Zabieramy się za kluski, do misy miksera wlewamy jogurt, ocet i mieszamy. Po chwili dodajemy mąkę wymieszaną z sodą, całość wyrabiamy hakiem do ciasta przez kilka minut ( u mnie około 3 – 4 minut ). Ciasto gotowe.
Na stolnicy rozsypujemy niedużą mąki i wałkujemy ciasto na prostokątne kawałki, każdy kawałek delikatnie smarujemy olejem i tu moja inwencja żeby było bardziej wyraziste do mojego dania, posypałam ciasto świeżo grubo mielonym pieprzem, potem zwijamy ciasto od dłuższej części w rulon. Rulonik kroimy nożem na plasterki u mnie około 1 cm – a widzicie na zdjęciach jak urosło.
Ciasto gotowe, wracamy do patelni.
Podnosimy pokrywkę, dolewamy cydr i mieszamy, potem na mięsie układamy kluski, nie za blisko siebie, przykrywamy pokrywką, wstawiamy na nieduży gaz, ew. posypujemy pieprzem i gotujemy około 15 minut.
Kluski urosły i danie już jest gotowe, ale nie byłabym sobą gdybym czegoś nie zmieniła ;) Czyli posmarowałam z góry kluski masłem ( samo się na nich roztopiło ) i wsadziłam do piekarnika pod grzanie z góry ( grillowa ) na ok 5 minut. Kluski się przyrumieniły, zrobiły chrupiące i to było pyszne !

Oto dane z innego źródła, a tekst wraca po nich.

// ABOUTME: In-process daemon implementing every client trait with scripted behaviour.
// ABOUTME: Records calls and stream subscriptions so tests can assert on cleanup.

use async_trait::async_trait;
use bollard::container::LogOutput;
use bollard::models::{
    BuildInfo, ContainerCreateResponse, ContainerInspectResponse, ContainerStatsResponse,
    ContainerSummary, ContainerTopResponse, ContainerWaitResponse, CreateImageInfo, EventMessage,
    FilesystemChange, ImageInspect, ImageSearchResponseItem, ImageSummary, PushImageInfo, Swarm,
    SystemInfo, SystemVersion,
};
use bytes::Bytes;
use dockgate::config::ConnectionConfig;
use dockgate::runtime::{
    ConnectionError, ConnectionFactory, ContainerOps, DaemonClient, DaemonError, HostOps,
    ImageOps, LogOptions, SourceResult, StreamSink, StreamSource, Subscription, SystemOps,
};
use dockgate::types::{ContainerId, ImageId, ImageRef};
use std::collections::{HashMap, HashSet};
use std::sync::atomic::{AtomicBool, AtomicUsize, Ordering};
use std::sync::{Arc, Mutex};
use tokio::task::AbortHandle;

/// How a scripted stream ends after its items.
#[derive(Debug, Clone)]
pub enum StreamEnd {
    Complete,
    Fail(DaemonError),
    /// Never ends on its own, like a followed log.
    Open,
}

/// Counts subscriptions started and closed across every stream of one daemon.
#[derive(Debug, Default)]
pub struct SubscriptionLog {
    started: AtomicUsize,
    closed: AtomicUsize,
}

impl SubscriptionLog {
    pub fn started(&self) -> usize {
        self.started.load(Ordering::SeqCst)
    }

    pub fn closed(&self) -> usize {
        self.closed.load(Ordering::SeqCst)
    }
}

/// Delivers `items` from a spawned task, then ends as scripted.
pub struct ScriptedSource<T> {
    items: Vec<T>,
    end: StreamEnd,
    subs: Arc<SubscriptionLog>,
}

impl<T> ScriptedSource<T> {
    pub fn new(items: Vec<T>, end: StreamEnd, subs: Arc<SubscriptionLog>) -> Self {
        Self { items, end, subs }
    }
}

impl<T: Send + 'static> StreamSource<T> for ScriptedSource<T> {
    fn start(self: Box<Self>, sink: StreamSink<T>) -> Result<Box<dyn Subscription>, DaemonError> {
        let ScriptedSource { items, end, subs } = *self;
        subs.started.fetch_add(1, Ordering::SeqCst);

        let task = tokio::spawn(async move {
            for item in items {
                if sink.next(item).await.is_err() {
                    return;
                }
            }
            match end {
                StreamEnd::Complete => sink.complete(),
                StreamEnd::Fail(err) => sink.error(err),
                StreamEnd::Open => std::future::pending::<()>().await,
            }
        });

        Ok(Box::new(LoggedSubscription {
            subs,
            task: task.abort_handle(),
        }))
    }
}

struct LoggedSubscription {
    subs: Arc<SubscriptionLog>,
    task: AbortHandle,
}

impl Subscription for LoggedSubscription {
    fn close(&mut self) -> Result<(), DaemonError> {
        self.subs.closed.fetch_add(1, Ordering::SeqCst);
        self.task.abort();
        Ok(())
    }
}

/// A daemon that answers from memory.
///
/// `set_failing(true)` makes every call fail as if the daemon were down.
pub struct FakeDaemon {
    name: String,
    failing: AtomicBool,
    end: Mutex<StreamEnd>,
    subs: Arc<SubscriptionLog>,
    calls: Mutex<Vec<String>>,
}

impl FakeDaemon {
    pub fn new(name: impl Into<String>) -> Self {
        Self {
            name: name.into(),
            failing: AtomicBool::new(false),
            end: Mutex::new(StreamEnd::Complete),
            subs: Arc::new(SubscriptionLog::default()),
            calls: Mutex::new(Vec::new()),
        }
    }

    pub fn failing(name: impl Into<String>) -> Self {
        let daemon = Self::new(name);
        daemon.set_failing(true);
        daemon
    }

    pub fn set_failing(&self, failing: bool) {
        self.failing.store(failing, Ordering::SeqCst);
    }

    /// How streams opened from now on end.
    pub fn set_stream_end(&self, end: StreamEnd) {
        *self.end.lock().unwrap() = end;
    }

    pub fn subscriptions(&self) -> Arc<SubscriptionLog> {
        Arc::clone(&self.subs)
    }

    pub fn calls(&self) -> Vec<String> {
        self.calls.lock().unwrap().clone()
    }

    fn record(&self, call: impl Into<String>) -> Result<(), DaemonError> {
        self.calls.lock().unwrap().push(call.into());
        if self.failing.load(Ordering::SeqCst) {
            Err(DaemonError::Unreachable(format!("{} is down", self.name)))
        } else {
            Ok(())
        }
    }

    fn scripted<T: Send + 'static>(&self, call: String, items: Vec<T>) -> SourceResult<T> {
        self.record(call)?;
        let end = self.end.lock().unwrap().clone();
        Ok(Box::new(ScriptedSource::new(items, end, self.subscriptions())))
    }
}

pub fn progress(status: &str) -> CreateImageInfo {
    CreateImageInfo {
        status: Some(status.to_string()),
        ..Default::default()
    }
}

pub fn stdout(line: &str) -> LogOutput {
    LogOutput::StdOut {
        message: Bytes::copy_from_slice(line.as_bytes()),
    }
}

#[async_trait]
impl SystemOps for FakeDaemon {
    async fn ping(&self) -> Result<(), DaemonError> {
        self.record("ping")
    }

    async fn info(&self) -> Result<SystemInfo, DaemonError> {
        self.record("info")?;
        Ok(SystemInfo {
            name: Some(self.name.clone()),
            ..Default::default()
        })
    }

    async fn version(&self) -> Result<SystemVersion, DaemonError> {
        self.record("version")?;
        Ok(SystemVersion {
            api_version: Some("1.47".to_string()),
            ..Default::default()
        })
    }
}

#[async_trait]
impl ImageOps for FakeDaemon {
    async fn list_images(&self) -> Result<Vec<ImageSummary>, DaemonError> {
        self.record("list_images")?;
        Ok(vec![ImageSummary {
            id: "sha256:busybox".to_string(),
            repo_tags: vec!["busybox:latest".to_string()],
            ..Default::default()
        }])
    }

    async fn inspect_image(&self, id: &ImageId) -> Result<ImageInspect, DaemonError> {
        self.record(format!("inspect_image:{}", id))?;
        Ok(ImageInspect {
            id: Some(id.to_string()),
            ..Default::default()
        })
    }

    async fn search_images(&self, term: &str) -> Result<Vec<ImageSearchResponseItem>, DaemonError> {
        self.record(format!("search_images:{}", term))?;
        Ok(vec![ImageSearchResponseItem {
            name: Some(term.to_string()),
            ..Default::default()
        }])
    }

    async fn remove_image(&self, id: &ImageId) -> Result<(), DaemonError> {
        self.record(format!("remove_image:{}", id))
    }

    async fn create_image(
        &self,
        reference: &ImageRef,
        archive: Bytes,
    ) -> Result<Vec<CreateImageInfo>, DaemonError> {
        self.record(format!("create_image:{}:{}", reference, archive.len()))?;
        Ok(vec![progress("imported")])
    }

    async fn load_image(&self, archive: Bytes) -> Result<Vec<BuildInfo>, DaemonError> {
        self.record(format!("load_image:{}", archive.len()))?;
        Ok(vec![BuildInfo {
            stream: Some("Loaded image".to_string()),
            ..Default::default()
        }])
    }

    async fn save_image(&self, reference: &ImageRef) -> Result<Bytes, DaemonError> {
        self.record(format!("save_image:{}", reference))?;
        Ok(Bytes::from_static(b"tar-bytes"))
    }

    fn pull_image(&self, reference: &ImageRef) -> SourceResult<CreateImageInfo> {
        self.scripted(
            format!("pull_image:{}", reference),
            vec![
                progress("Pulling from library"),
                progress("Downloading"),
                progress("Pull complete"),
            ],
        )
    }

    fn push_image(&self, reference: &ImageRef) -> SourceResult<PushImageInfo> {
        self.scripted(
            format!("push_image:{}", reference),
            vec![PushImageInfo {
                status: Some("Pushed".to_string()),
                ..Default::default()
            }],
        )
    }
}

#[async_trait]
impl ContainerOps for FakeDaemon {
    async fn list_containers(&self, all: bool) -> Result<Vec<ContainerSummary>, DaemonError> {
        self.record(format!("list_containers:{}", all))?;
        Ok(vec![ContainerSummary {
            id: Some("c1".to_string()),
            ..Default::default()
        }])
    }

    async fn create_container(
        &self,
        image: &ImageRef,
    ) -> Result<ContainerCreateResponse, DaemonError> {
        self.record(format!("create_container:{}", image))?;
        Ok(ContainerCreateResponse {
            id: "c2".to_string(),
            warnings: Vec::new(),
        })
    }

    async fn start_container(&self, id: &ContainerId) -> Result<(), DaemonError> {
        self.record(format!("start_container:{}", id))
    }

    async fn stop_container(&self, id: &ContainerId) -> Result<(), DaemonError> {
        self.record(format!("stop_container:{}", id))
    }

    async fn kill_container(&self, id: &ContainerId) -> Result<(), DaemonError> {
        self.record(format!("kill_container:{}", id))
    }

    async fn restart_container(&self, id: &ContainerId) -> Result<(), DaemonError> {
        self.record(format!("restart_container:{}", id))
    }

    async fn pause_container(&self, id: &ContainerId) -> Result<(), DaemonError> {
        self.record(format!("pause_container:{}", id))
    }

    async fn unpause_container(&self, id: &ContainerId) -> Result<(), DaemonError> {
        self.record(format!("unpause_container:{}", id))
    }

    async fn rename_container(&self, id: &ContainerId, name: &str) -> Result<(), DaemonError> {
        self.record(format!("rename_container:{}:{}", id, name))
    }

    async fn remove_container(&self, id: &ContainerId, force: bool) -> Result<(), DaemonError> {
        self.record(format!("remove_container:{}:{}", id, force))
    }

    async fn inspect_container(
        &self,
        id: &ContainerId,
    ) -> Result<ContainerInspectResponse, DaemonError> {
        self.record(format!("inspect_container:{}", id))?;
        Ok(ContainerInspectResponse {
            id: Some(id.to_string()),
            ..Default::default()
        })
    }

    async fn diff_container(
        &self,
        id: &ContainerId,
    ) -> Result<Vec<FilesystemChange>, DaemonError> {
        self.record(format!("diff_container:{}", id))?;
        Ok(Vec::new())
    }

    async fn top_container(&self, id: &ContainerId) -> Result<ContainerTopResponse, DaemonError> {
        self.record(format!("top_container:{}", id))?;
        Ok(ContainerTopResponse::default())
    }

    fn wait_container(&self, id: &ContainerId) -> SourceResult<ContainerWaitResponse> {
        self.scripted(
            format!("wait_container:{}", id),
            vec![ContainerWaitResponse {
                status_code: 0,
                error: None,
            }],
        )
    }

    fn logs(&self, id: &ContainerId, opts: &LogOptions) -> SourceResult<LogOutput> {
        self.scripted(
            format!("logs:{}:{}:{}", id, opts.follow, opts.tail_param()),
            vec![stdout("hello"), stdout("world")],
        )
    }

    fn stats(&self, id: &ContainerId) -> SourceResult<ContainerStatsResponse> {
        self.scripted(
            format!("stats:{}", id),
            vec![ContainerStatsResponse::default()],
        )
    }
}

#[async_trait]
impl HostOps for FakeDaemon {
    fn events(&self) -> SourceResult<EventMessage> {
        self.scripted(
            "events".to_string(),
            vec![EventMessage {
                action: Some("start".to_string()),
                ..Default::default()
            }],
        )
    }

    async fn inspect_swarm(&self) -> Result<Swarm, DaemonError> {
        self.record("inspect_swarm")?;
        Ok(Swarm::default())
    }
}

/// Hands out one `FakeDaemon` per target, creating them on demand.
#[derive(Default)]
pub struct FakeFactory {
    daemons: Mutex<HashMap<String, Arc<FakeDaemon>>>,
    refused: HashSet<String>,
    connects: AtomicUsize,
}

impl FakeFactory {
    pub fn new() -> Self {
        Self::default()
    }

    /// Fail client creation for `target`.
    pub fn refusing(mut self, target: impl Into<String>) -> Self {
        self.refused.insert(target.into());
        self
    }

    pub fn daemon(&self, target: &str) -> Arc<FakeDaemon> {
        Arc::clone(
            self.daemons
                .lock()
                .unwrap()
                .entry(target.to_string())
                .or_insert_with(|| Arc::new(FakeDaemon::new(target))),
        )
    }

    pub fn connects(&self) -> usize {
        self.connects.load(Ordering::SeqCst)
    }
}

impl ConnectionFactory for FakeFactory {
    fn connect(
        &self,
        config: &ConnectionConfig,
    ) -> Result<Arc<dyn DaemonClient>, ConnectionError> {
        let target = config.target.to_string();
        if self.refused.contains(&target) {
            return Err(ConnectionError::InvalidHost {
                host: target,
                reason: "refused by test".to_string(),
            });
        }
        self.connects.fetch_add(1, Ordering::SeqCst);
        Ok(self.daemon(&target))
    }
}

To co zrobicie to danie ? Ja, polecam u mnie w domu już pytają kiedy powtórka . Jak widać też po zdjęciach, były robione w biegu, bo wszyscy członkowie rodziny czekali z przygotowanymi talerzami :)
Bardzo oryginalny kształt tych kluseczek.
W życiu nie widziałam takich kluseczek! Wyglądają obłędnie – na pewno spróbuję sama takie zrobić :)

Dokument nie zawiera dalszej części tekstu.